I'm trying to figure out a way to use the same key material in both contexts. In other words: I'm curious about using my personal, OpenPGP key, as the private key for the root CA.
After going through quite the number of questions/answers on the topic, and dumping some OpenPGP packets, I came to this conclusion: OpenGPG uses the term "private key" a little more loosely than I thought: it's not just the actual key material, but also an identity (I've seen the term "key certificate" used here and there). Most of the information I can find is about trying to convert an OpenGPG key (certificate) into a format recognised by openssl. Now, since both certificate formats do not contain the same type of metadata associated with the key, I concluded that the conversion does not make much sense.
Nonetheless, I cannot understand why what I'm trying to do isn't readily feasible through gpg or openssl. I can't seem to find a way to extract key pair material and use it across tools. Actually, going through the OpenGPG (GPGME) documentation, it appears to be explicitly disallowed:
If this flag is used with GPGME_EXPORT_MODE_SECRET for an X.509 key the export format will be changed to PKCS#1. This flag may not be used with OpenPGP.

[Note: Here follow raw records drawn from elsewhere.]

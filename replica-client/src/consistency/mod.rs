//! Consistency-level reads over a resolved replica set.
//!
//! Reads are dispatched by [`ReadMode`]:
//!
//! | Requested level            | Mode               | Replicas contacted               |
//! |----------------------------|--------------------|----------------------------------|
//! | any + explicit replica     | `Primary`          | the indexed replica              |
//! | Strong                     | `Strong`           | primary, then secondaries        |
//! | BoundedStaleness           | `BoundedStaleness` | primary, then secondaries        |
//! | Session                    | `Session`          | random order until one caught up |
//! | ConsistentPrefix, Eventual | `Any`              | random order until one answers   |
//!
//! Quorum modes stop contacting secondaries once a quorum agrees.

use std::time::Duration;

use url::Url;

use crate::error::ReplicaError;
use crate::request::{ConsistencyLevel, ServiceRequest, StoreResponse};
use crate::status::{StatusCode, SubStatus};
use crate::transport::{Transport, TransportError};

/// Quorum reads.
pub mod quorum;

/// Mode dispatch.
pub mod reader;

pub use quorum::{select_quorum, QuorumReader, ReplicaResponse};
pub use reader::ConsistencyReader;

/// How a read is served.
#[derive(Debug, Clone, Copy, PartialEq, Eq, Hash)]
pub enum ReadMode {
    /// Single call to the primary, or to an explicitly indexed replica.
    Primary,
    /// Quorum read at or above the global committed LSN.
    Strong,
    /// Quorum read.
    BoundedStaleness,
    /// First replica that has caught up with the session LSN.
    Session,
    /// Any single replica.
    Any,
}

impl ReadMode {
    /// Mode for `request` at the effective consistency `level`.
    pub fn for_request(request: &ServiceRequest, level: ConsistencyLevel) -> Self {
        if request.operation().is_write() || request.replica_index().is_some() {
            return ReadMode::Primary;
        }
        match level {
            ConsistencyLevel::Strong => ReadMode::Strong,
            ConsistencyLevel::BoundedStaleness => ReadMode::BoundedStaleness,
            ConsistencyLevel::Session => ReadMode::Session,
            ConsistencyLevel::ConsistentPrefix | ConsistencyLevel::Eventual => ReadMode::Any,
        }
    }

    /// Whether the mode needs a quorum of replicas.
    pub fn is_quorum(self) -> bool {
        matches!(self, ReadMode::Strong | ReadMode::BoundedStaleness)
    }
}

/// Strict majority of a replica set.
pub fn quorum_size(replica_set_size: usize) -> usize {
    replica_set_size / 2 + 1
}

/// The consistency a request runs at: its own override, or the service
/// default. An override stronger than the default is rejected.
pub fn effective_consistency(
    request: &ServiceRequest,
    default: ConsistencyLevel,
) -> Result<ConsistencyLevel, ReplicaError> {
    match request.consistency() {
        Some(requested) if requested.is_stronger_than(default) => Err(ReplicaError::Permanent {
            status: StatusCode::BAD_REQUEST,
            sub_status: SubStatus::NONE,
            message: format!(
                "requested consistency {requested:?} is stronger than the account default \
                 {default:?}"
            ),
        }),
        Some(requested) => Ok(requested),
        None => Ok(default),
    }
}

/// One physical replica call under `call_timeout`, classified.
pub(crate) async fn call_replica(
    transport: &dyn Transport,
    uri: &Url,
    request: &ServiceRequest,
    call_timeout: Duration,
) -> Result<StoreResponse, ReplicaError> {
    match tokio::time::timeout(call_timeout, transport.send(uri, request)).await {
        Ok(Ok(response)) => Ok(response),
        Ok(Err(err)) => Err(ReplicaError::from_transport(uri, err, request.operation())),
        Err(_) => Err(ReplicaError::from_transport(
            uri,
            TransportError::Timeout {
                elapsed: call_timeout,
            },
            request.operation(),
        )),
    }
}
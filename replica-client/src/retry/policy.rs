//! Classification-driven retry decisions.

use std::time::Duration;

use tokio::time::Instant;
use tracing::{debug, warn};

use crate::config::RetryConfig;
use crate::error::{FailureClass, ReplicaError};
use crate::retry::RetryContext;

/// Caches the client must invalidate before the next attempt.
#[derive(Debug, Clone, Copy, Default, PartialEq, Eq)]
pub struct Invalidation {
    /// Bypass the address cache on the next resolution.
    pub force_address_refresh: bool,
    /// Reload the collection's partition routing map.
    pub force_routing_map_refresh: bool,
    /// Reload the collection metadata behind the collection name.
    pub force_collection_refresh: bool,
    /// Discard the resolved range and every LSN selected under it.
    pub clear_resolved_range: bool,
}

impl Invalidation {
    /// Invalidate nothing.
    pub const NONE: Self = Self {
        force_address_refresh: false,
        force_routing_map_refresh: false,
        force_collection_refresh: false,
        clear_resolved_range: false,
    };

    /// Whether no flag is set.
    pub fn is_empty(&self) -> bool {
        *self == Self::NONE
    }

    /// Union with `other`.
    pub fn merge(&mut self, other: Invalidation) {
        self.force_address_refresh |= other.force_address_refresh;
        self.force_routing_map_refresh |= other.force_routing_map_refresh;
        self.force_collection_refresh |= other.force_collection_refresh;
        self.clear_resolved_range |= other.clear_resolved_range;
    }
}

/// What to do after a failed attempt.
#[derive(Debug, Clone)]
pub enum RetryAction {
    /// Retry after waiting `backoff`.
    Retry {
        /// Wait before the next attempt.
        backoff: Duration,
    },
    /// Stop and surface the error.
    Fail(ReplicaError),
}

/// Outcome of [`RetryPolicy::decide`].
#[derive(Debug, Clone)]
pub struct RetryDecision {
    /// Retry or fail.
    pub action: RetryAction,
    /// Cache invalidations requested. Empty when failing.
    pub invalidation: Invalidation,
}

impl RetryDecision {
    fn retry(backoff: Duration, invalidation: Invalidation) -> Self {
        Self {
            action: RetryAction::Retry { backoff },
            invalidation,
        }
    }

    fn fail(error: ReplicaError) -> Self {
        Self {
            action: RetryAction::Fail(error),
            invalidation: Invalidation::NONE,
        }
    }

    /// Whether the request should be retried.
    pub fn should_retry(&self) -> bool {
        matches!(self.action, RetryAction::Retry { .. })
    }

    /// Backoff before the retry, zero when failing.
    pub fn backoff(&self) -> Duration {
        match self.action {
            RetryAction::Retry { backoff } => backoff,
            RetryAction::Fail(_) => Duration::ZERO,
        }
    }

    /// The terminal error, when failing.
    pub fn into_error(self) -> Option<ReplicaError> {
        match self.action {
            RetryAction::Fail(err) => Some(err),
            RetryAction::Retry { .. } => None,
        }
    }
}

/// Gone / retry-with state machine.
///
/// Topology-change failures (Gone, splitting, migrating, invalid partition,
/// transient network failures) share one elapsed budget. Retry-with and
/// session-not-available share a separate, shorter one measured from their
/// first occurrence. Everything else fails immediately.
#[derive(Debug, Clone, Default)]
pub struct RetryPolicy {
    config: RetryConfig,
}

impl RetryPolicy {
    /// Create a policy.
    pub fn new(config: RetryConfig) -> Self {
        Self { config }
    }

    /// Configuration in use.
    pub fn config(&self) -> &RetryConfig {
        &self.config
    }

    /// Backoff before the `retry`-th Gone retry (1-based): immediate, then
    /// the initial backoff doubling each time.
    pub fn gone_backoff(&self, retry: u32) -> Duration {
        match retry {
            0 | 1 => Duration::ZERO,
            n => {
                let factor = 1u32.checked_shl(n - 2).unwrap_or(u32::MAX);
                self.config.gone_initial_backoff.saturating_mul(factor)
            }
        }
    }

    /// Backoff before the `retry`-th retry-with retry (1-based).
    pub fn retry_with_backoff(&self, retry: u32) -> Duration {
        let steps = retry.saturating_sub(1);
        let backoff = self
            .config
            .retry_with_initial_backoff
            .saturating_add(self.config.retry_with_backoff_step.saturating_mul(steps));
        backoff.min(self.config.retry_with_max_backoff)
    }

    /// Classify `error` and decide the next step, updating `ctx`.
    pub fn decide(&self, ctx: &mut RetryContext, error: ReplicaError) -> RetryDecision {
        ctx.record_error(&error);
        let class = error.class();

        let decision = match class {
            FailureClass::Permanent => return RetryDecision::fail(error),
            FailureClass::Gone | FailureClass::NetworkTransient => self.decide_gone(ctx, class),
            FailureClass::PartitionSplitting => self.within_gone_budget(
                ctx,
                class,
                Invalidation {
                    force_routing_map_refresh: true,
                    clear_resolved_range: true,
                    ..Invalidation::NONE
                },
            ),
            FailureClass::PartitionMigrating => self.within_gone_budget(
                ctx,
                class,
                Invalidation {
                    force_routing_map_refresh: true,
                    force_address_refresh: true,
                    ..Invalidation::NONE
                },
            ),
            FailureClass::InvalidPartition => {
                let failures = ctx.next_invalid_partition_failure();
                if failures >= self.config.invalid_partition_max_attempts {
                    self.exhausted(
                        ctx,
                        format!("invalid partition persisted after {failures} attempts"),
                    )
                } else {
                    self.within_gone_budget(
                        ctx,
                        class,
                        Invalidation {
                            force_collection_refresh: true,
                            clear_resolved_range: true,
                            ..Invalidation::NONE
                        },
                    )
                }
            }
            FailureClass::RetryWith | FailureClass::SessionNotAvailable => {
                self.decide_retry_with(ctx, class)
            }
        };

        match &decision.action {
            RetryAction::Retry { backoff } => {
                ctx.request_invalidation(decision.invalidation);
                warn!(
                    class = ?class,
                    attempt = ctx.attempts(),
                    backoff_ms = backoff.as_millis() as u64,
                    error = %error,
                    "retrying request"
                );
            }
            RetryAction::Fail(terminal) => {
                warn!(
                    class = ?class,
                    attempt = ctx.attempts(),
                    error = %terminal,
                    "giving up on request"
                );
            }
        }
        decision
    }

    fn decide_gone(&self, ctx: &mut RetryContext, class: FailureClass) -> RetryDecision {
        let elapsed = ctx.elapsed();
        if elapsed >= self.config.gone_budget {
            let reason = format!("retry budget of {:?} exhausted", self.config.gone_budget);
            return self.exhausted(ctx, reason);
        }

        let retry = ctx.next_gone_retry();
        if retry > self.config.gone_max_attempts {
            let reason = format!("gave up after {} gone retries", self.config.gone_max_attempts);
            return self.exhausted(ctx, reason);
        }

        let remaining = self.config.gone_budget - elapsed;
        let backoff = self.gone_backoff(retry).min(remaining);
        debug!(retry, backoff_ms = backoff.as_millis() as u64, "gone retry scheduled");

        // a transport failure says nothing about the cached addresses
        let invalidation = Invalidation {
            force_address_refresh: class == FailureClass::Gone,
            ..Invalidation::NONE
        };
        RetryDecision::retry(backoff, invalidation)
    }

    fn within_gone_budget(
        &self,
        ctx: &RetryContext,
        class: FailureClass,
        invalidation: Invalidation,
    ) -> RetryDecision {
        if ctx.elapsed() >= self.config.gone_budget {
            return self.exhausted(
                ctx,
                format!("{class:?} persisted past the {:?} retry budget", self.config.gone_budget),
            );
        }
        RetryDecision::retry(Duration::ZERO, invalidation)
    }

    fn decide_retry_with(&self, ctx: &mut RetryContext, class: FailureClass) -> RetryDecision {
        let (retry, first_seen) = ctx.next_retry_with();
        let spent = Instant::now().saturating_duration_since(first_seen);
        if spent >= self.config.retry_with_budget {
            return self.exhausted(
                ctx,
                format!("{class:?} persisted past the {:?} budget", self.config.retry_with_budget),
            );
        }
        let backoff = self
            .retry_with_backoff(retry)
            .min(self.config.retry_with_budget - spent);
        RetryDecision::retry(backoff, Invalidation::NONE)
    }

    fn exhausted(&self, ctx: &RetryContext, reason: String) -> RetryDecision {
        RetryDecision::fail(ReplicaError::service_unavailable(reason, ctx.diagnostics()))
    }
}
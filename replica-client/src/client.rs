//! Replicated resource client: the per-request entry point.
//!
//! ## Request flow
//!
//! ```text
//! invoke(request)
//!   │
//!   ├─ validate consistency against the service default
//!   │
//!   └─ loop (bounded by the overall request budget)
//!        ├─ apply invalidations requested by the last decision
//!        │     (routing map / collection refresh, clear resolved range)
//!        ├─ resolve partition key range (cached on the request)
//!        ├─ resolve replicas through the address cache
//!        │     (bypassed once after a Gone)
//!        ├─ write → primary │ read → ConsistencyReader
//!        │
//!        ├─ Ok  → return
//!        └─ Err → RetryPolicy::decide
//!                   ├─ Retry { backoff } → sleep, next attempt
//!                   └─ Fail(err)         → return err
//! ```

use std::any::Any;
use std::sync::Arc;

use tokio::time::Instant;
use tokio_util::sync::CancellationToken;
use tracing::{debug, warn};
use url::Url;

use crate::address::{AddressCache, AddressResolver, ReplicaSelector, ResolvedReplicas};
use crate::config::ClientConfig;
use crate::consistency::{call_replica, effective_consistency, ConsistencyReader, ReadMode};
use crate::error::{ReplicaError, RequestDiagnostics};
use crate::request::{ServiceRequest, StoreResponse};
use crate::retry::{RetryAction, RetryContext, RetryPolicy};
use crate::routing::{PartitionKeyRangeIdentity, RoutingMapProvider};
use crate::service_config::{
    ServiceConfiguration, ServiceConfigurationReader, ServiceConfigurationSource,
};
use crate::transport::{SharedTransportHandle, SharedTransportRegistry, Transport};

/// Issues requests against replicated partitions, retrying through
/// topology changes.
pub struct ReplicatedResourceClient {
    config: ClientConfig,
    selector: ReplicaSelector,
    routing: Arc<dyn RoutingMapProvider>,
    service_config: Arc<ServiceConfigurationReader>,
    transport: Arc<dyn Transport>,
    reader: ConsistencyReader,
    policy: RetryPolicy,
    /// Shared transport reference released when the client drops.
    _lease: Option<Box<dyn Any + Send + Sync>>,
}

impl ReplicatedResourceClient {
    /// Create a client over `transport`. Service configuration is read from
    /// `service_config` and cached for `config.service_config_refresh`.
    pub fn new(
        config: ClientConfig,
        resolver: Arc<dyn AddressResolver>,
        routing: Arc<dyn RoutingMapProvider>,
        service_config: Arc<dyn ServiceConfigurationSource>,
        transport: Arc<dyn Transport>,
    ) -> Self {
        let cache = Arc::new(AddressCache::with_capacity(resolver, config.address_cache_capacity));
        let service_config = Arc::new(ServiceConfigurationReader::new(
            service_config,
            config.service_config_refresh,
        ));
        Self {
            selector: ReplicaSelector::new(cache, config.protocol),
            reader: ConsistencyReader::new(transport.clone(), &config),
            policy: RetryPolicy::new(config.retry.clone()),
            config,
            routing,
            service_config,
            transport,
            _lease: None,
        }
    }

    /// Create a client over the transport `registry` shares for this
    /// configuration's protocol and connection settings.
    pub fn from_registry<T: Transport + 'static>(
        config: ClientConfig,
        resolver: Arc<dyn AddressResolver>,
        routing: Arc<dyn RoutingMapProvider>,
        service_config: Arc<dyn ServiceConfigurationSource>,
        registry: &SharedTransportRegistry<T>,
    ) -> Self {
        let handle = registry.acquire(config.transport_key());
        Self::with_shared_transport(config, resolver, routing, service_config, handle)
    }

    /// Create a client over a shared transport. The client holds the
    /// reference until it is dropped.
    pub fn with_shared_transport<T: Transport + 'static>(
        config: ClientConfig,
        resolver: Arc<dyn AddressResolver>,
        routing: Arc<dyn RoutingMapProvider>,
        service_config: Arc<dyn ServiceConfigurationSource>,
        handle: SharedTransportHandle<T>,
    ) -> Self {
        if *handle.key() != config.transport_key() {
            warn!(
                shared = ?handle.key(),
                configured = ?config.transport_key(),
                "shared transport settings differ from the client configuration"
            );
        }
        let transport: Arc<dyn Transport> = handle.transport().clone();
        let mut client = Self::new(config, resolver, routing, service_config, transport);
        client._lease = Some(Box::new(handle));
        client
    }

    /// Client configuration.
    pub fn config(&self) -> &ClientConfig {
        &self.config
    }

    /// The address cache shared by every request of this client.
    pub fn address_cache(&self) -> &Arc<AddressCache> {
        self.selector.cache()
    }

    /// Cached service configuration.
    pub fn service_config(&self) -> &Arc<ServiceConfigurationReader> {
        &self.service_config
    }

    /// Transport requests are sent through.
    pub fn transport(&self) -> &Arc<dyn Transport> {
        &self.transport
    }

    /// Run `request` to completion, or until `token` is cancelled.
    ///
    /// Cancellation drops the retry loop and every in-flight replica call.
    pub async fn invoke_with_cancellation(
        &self,
        request: ServiceRequest,
        token: &CancellationToken,
    ) -> Result<StoreResponse, ReplicaError> {
        let id = request.id();
        tokio::select! {
            biased;
            _ = token.cancelled() => {
                debug!(request = id, "request cancelled");
                Err(ReplicaError::Cancelled)
            }
            result = self.invoke(request) => result,
        }
    }

    /// Run `request` to completion: success, a terminal error, or the
    /// overall request budget running out.
    pub async fn invoke(&self, mut request: ServiceRequest) -> Result<StoreResponse, ReplicaError> {
        let service = self.service_config.current().await?;
        let level = effective_consistency(&request, service.default_consistency)?;
        let mode = ReadMode::for_request(&request, level);

        let mut ctx = RetryContext::new();
        let deadline = ctx.start() + self.config.request_timeout;

        loop {
            let remaining = deadline.saturating_duration_since(Instant::now());
            if remaining.is_zero() {
                return Err(self.budget_exhausted(&request, &ctx));
            }

            let attempt = ctx.begin_attempt();
            debug!(
                request = request.id(),
                attempt,
                mode = ?mode,
                operation = ?request.operation(),
                "starting attempt"
            );

            let outcome = tokio::time::timeout(
                remaining,
                self.attempt(&mut request, &mut ctx, &service, mode),
            )
            .await;
            ctx.record_lsn(
                request.context.last_observed_lsn,
                request.context.last_observed_global_committed_lsn,
            );

            let error = match outcome {
                Ok(Ok(response)) => {
                    debug!(
                        request = request.id(),
                        attempt,
                        lsn = response.lsn,
                        "request completed"
                    );
                    return Ok(response);
                }
                Ok(Err(error)) => error,
                Err(_) => return Err(self.budget_exhausted(&request, &ctx)),
            };

            let decision = self.policy.decide(&mut ctx, error);
            let backoff = match decision.action {
                RetryAction::Retry { backoff } => backoff,
                RetryAction::Fail(error) => return Err(with_diagnostics(error, &ctx)),
            };

            if backoff >= deadline.saturating_duration_since(Instant::now()) {
                return Err(self.budget_exhausted(&request, &ctx));
            }
            if !backoff.is_zero() {
                tokio::time::sleep(backoff).await;
            }
        }
    }

    async fn attempt(
        &self,
        request: &mut ServiceRequest,
        ctx: &mut RetryContext,
        service: &ServiceConfiguration,
        mode: ReadMode,
    ) -> Result<StoreResponse, ReplicaError> {
        let pending = ctx.pending_invalidation();
        if pending.force_routing_map_refresh {
            self.routing
                .force_refresh_routing_map(request.collection_rid())
                .await?;
        }
        if pending.force_collection_refresh {
            self.routing
                .force_refresh_collection(request.collection_name())
                .await?;
        }
        if pending.clear_resolved_range {
            if let Some(stale) = request.context.resolved_range.take() {
                self.address_cache().invalidate(request.service_endpoint(), &stale);
            }
            request.context.clear_resolved();
        }
        let force_refresh = ctx.take_invalidation().force_address_refresh;

        let range = self.resolve_range(request).await?;

        if mode == ReadMode::Primary {
            let uri = self
                .selector
                .resolve_primary(request, &range, force_refresh)
                .await?;
            ctx.record_address(uri.as_str());

            if request.operation().is_write() {
                let response = call_replica(
                    self.transport.as_ref(),
                    &uri,
                    request,
                    self.config.replica_call_timeout,
                )
                .await?;
                request.context.observe(&response);
                return Ok(response);
            }

            let replicas = ResolvedReplicas {
                primary: Some(uri.clone()),
                all: vec![uri],
            };
            return self.read(request, &replicas, mode, service).await;
        }

        let replicas = self
            .selector
            .resolve_replicas(request, &range, false, force_refresh)
            .await?;
        for uri in &replicas.all {
            ctx.record_address(uri.as_str());
        }
        self.read(request, &replicas, mode, service).await
    }

    async fn read(
        &self,
        request: &mut ServiceRequest,
        replicas: &ResolvedReplicas,
        mode: ReadMode,
        service: &ServiceConfiguration,
    ) -> Result<StoreResponse, ReplicaError> {
        let replica_set_size = service.replica_set_size(request.resource_type());
        match tokio::time::timeout(
            self.config.read_attempt_timeout,
            self.reader.read(request, replicas, mode, replica_set_size),
        )
        .await
        {
            Ok(result) => result,
            Err(_) => Err(ReplicaError::gone(
                format!(
                    "read attempt timed out after {:?}",
                    self.config.read_attempt_timeout
                ),
                replicas.all.iter().map(Url::to_string).collect(),
            )),
        }
    }

    async fn resolve_range(
        &self,
        request: &mut ServiceRequest,
    ) -> Result<PartitionKeyRangeIdentity, ReplicaError> {
        if let Some(range) = &request.context.resolved_range {
            return Ok(range.clone());
        }
        let range = self.routing.resolve_partition_key_range(request).await?;
        debug!(request = request.id(), range = %range, "resolved partition key range");
        request.context.resolved_range = Some(range.clone());
        Ok(range)
    }

    fn budget_exhausted(&self, request: &ServiceRequest, ctx: &RetryContext) -> ReplicaError {
        let reason = format!(
            "request budget of {:?} exhausted",
            self.config.request_timeout
        );
        warn!(
            request = request.id(),
            operation = ?request.operation(),
            attempts = ctx.attempts(),
            "{reason}"
        );
        ReplicaError::service_unavailable(reason, ctx.diagnostics())
    }
}

/// Replace placeholder diagnostics on terminal errors with the loop's.
fn with_diagnostics(error: ReplicaError, ctx: &RetryContext) -> ReplicaError {
    let fill = |diagnostics: Box<RequestDiagnostics>| {
        if diagnostics.attempts < ctx.attempts() {
            Box::new(ctx.diagnostics())
        } else {
            diagnostics
        }
    };
    match error {
        ReplicaError::ServiceUnavailable { reason, diagnostics } => {
            ReplicaError::ServiceUnavailable {
                reason,
                diagnostics: fill(diagnostics),
            }
        }
        ReplicaError::RequestTimeout { reason, diagnostics } => ReplicaError::RequestTimeout {
            reason,
            diagnostics: fill(diagnostics),
        },
        other => other,
    }
}
//! Per-request retry state.

use std::time::Duration;

use tokio::time::Instant;

use crate::error::{ReplicaError, RequestDiagnostics};
use crate::retry::Invalidation;

/// Mutable state of one logical request's retry loop.
///
/// Counters only ever grow. Invalidation flags accumulate until the client
/// consumes them at the start of the next attempt.
#[derive(Debug)]
pub struct RetryContext {
    started_at: Instant,
    attempts: u32,
    gone_retries: u32,
    invalid_partition_failures: u32,
    retry_with_retries: u32,
    retry_with_started: Option<Instant>,
    pending: Invalidation,
    last_error: Option<ReplicaError>,
    addresses: Vec<String>,
    last_lsn: Option<i64>,
    last_global_committed_lsn: Option<i64>,
}

impl RetryContext {
    /// Start a retry loop now.
    pub fn new() -> Self {
        Self::started_at(Instant::now())
    }

    /// Start a retry loop at `started_at`.
    pub fn started_at(started_at: Instant) -> Self {
        Self {
            started_at,
            attempts: 0,
            gone_retries: 0,
            invalid_partition_failures: 0,
            retry_with_retries: 0,
            retry_with_started: None,
            pending: Invalidation::default(),
            last_error: None,
            addresses: Vec::new(),
            last_lsn: None,
            last_global_committed_lsn: None,
        }
    }

    /// When the loop started.
    pub fn start(&self) -> Instant {
        self.started_at
    }

    /// Time spent in the loop so far.
    pub fn elapsed(&self) -> Duration {
        Instant::now().saturating_duration_since(self.started_at)
    }

    /// Attempts started so far.
    pub fn attempts(&self) -> u32 {
        self.attempts
    }

    /// Record the start of an attempt.
    pub fn begin_attempt(&mut self) -> u32 {
        self.attempts += 1;
        self.attempts
    }

    /// Gone-class retries granted so far.
    pub fn gone_retries(&self) -> u32 {
        self.gone_retries
    }

    pub(crate) fn next_gone_retry(&mut self) -> u32 {
        self.gone_retries += 1;
        self.gone_retries
    }

    /// Invalid-partition failures seen so far.
    pub fn invalid_partition_failures(&self) -> u32 {
        self.invalid_partition_failures
    }

    pub(crate) fn next_invalid_partition_failure(&mut self) -> u32 {
        self.invalid_partition_failures += 1;
        self.invalid_partition_failures
    }

    /// Retry-with retries granted so far.
    pub fn retry_with_retries(&self) -> u32 {
        self.retry_with_retries
    }

    /// Count a retry-with-class failure. Returns the count and the time the
    /// first one was seen.
    pub(crate) fn next_retry_with(&mut self) -> (u32, Instant) {
        self.retry_with_retries += 1;
        let started = *self.retry_with_started.get_or_insert_with(Instant::now);
        (self.retry_with_retries, started)
    }

    /// Merge invalidations requested by a retry decision.
    pub fn request_invalidation(&mut self, invalidation: Invalidation) {
        self.pending.merge(invalidation);
    }

    /// Invalidations not yet applied.
    pub fn pending_invalidation(&self) -> Invalidation {
        self.pending
    }

    /// Consume the pending invalidations.
    pub fn take_invalidation(&mut self) -> Invalidation {
        std::mem::take(&mut self.pending)
    }

    /// Record a physical address contacted by an attempt.
    pub fn record_address(&mut self, uri: impl Into<String>) {
        let uri = uri.into();
        if !self.addresses.contains(&uri) {
            self.addresses.push(uri);
        }
    }

    /// Fold observed sequence numbers into the diagnostics.
    pub fn record_lsn(&mut self, lsn: Option<i64>, global_committed_lsn: Option<i64>) {
        self.last_lsn = self.last_lsn.max(lsn);
        self.last_global_committed_lsn = self.last_global_committed_lsn.max(global_committed_lsn);
    }

    /// Record the most recent failure.
    pub fn record_error(&mut self, error: &ReplicaError) {
        if let ReplicaError::Gone { addresses, .. } = error {
            for uri in addresses {
                self.record_address(uri.clone());
            }
        }
        if let ReplicaError::NetworkTransient { uri, .. } = error {
            self.record_address(uri.clone());
        }
        self.last_error = Some(error.clone());
    }

    /// Most recent failure.
    pub fn last_error(&self) -> Option<&ReplicaError> {
        self.last_error.as_ref()
    }

    /// Snapshot for terminal errors.
    pub fn diagnostics(&self) -> RequestDiagnostics {
        RequestDiagnostics {
            attempts: self.attempts,
            addresses: self.addresses.clone(),
            last_lsn: self.last_lsn,
            last_global_committed_lsn: self.last_global_committed_lsn,
            elapsed: self.elapsed(),
            last_error: self.last_error.as_ref().map(ToString::to_string),
        }
    }
}

impl Default for RetryContext {
    fn default() -> Self {
        Self::new()
    }
}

If this flag is used with GPGME_EXPORT_MODE_SECRET for an X.509 key the export format will be changed to PKCS#12 which also includes the certificate. This flag may not be used with OpenPGP.
This makes me think I might be missing something crucial and obvious here, but I can't figure out what it is. What is preventing me from exporting my private key material (say, to PEM/PKCS#8/PKCS#12 format) so that I may then use it with openssl to create my root CA?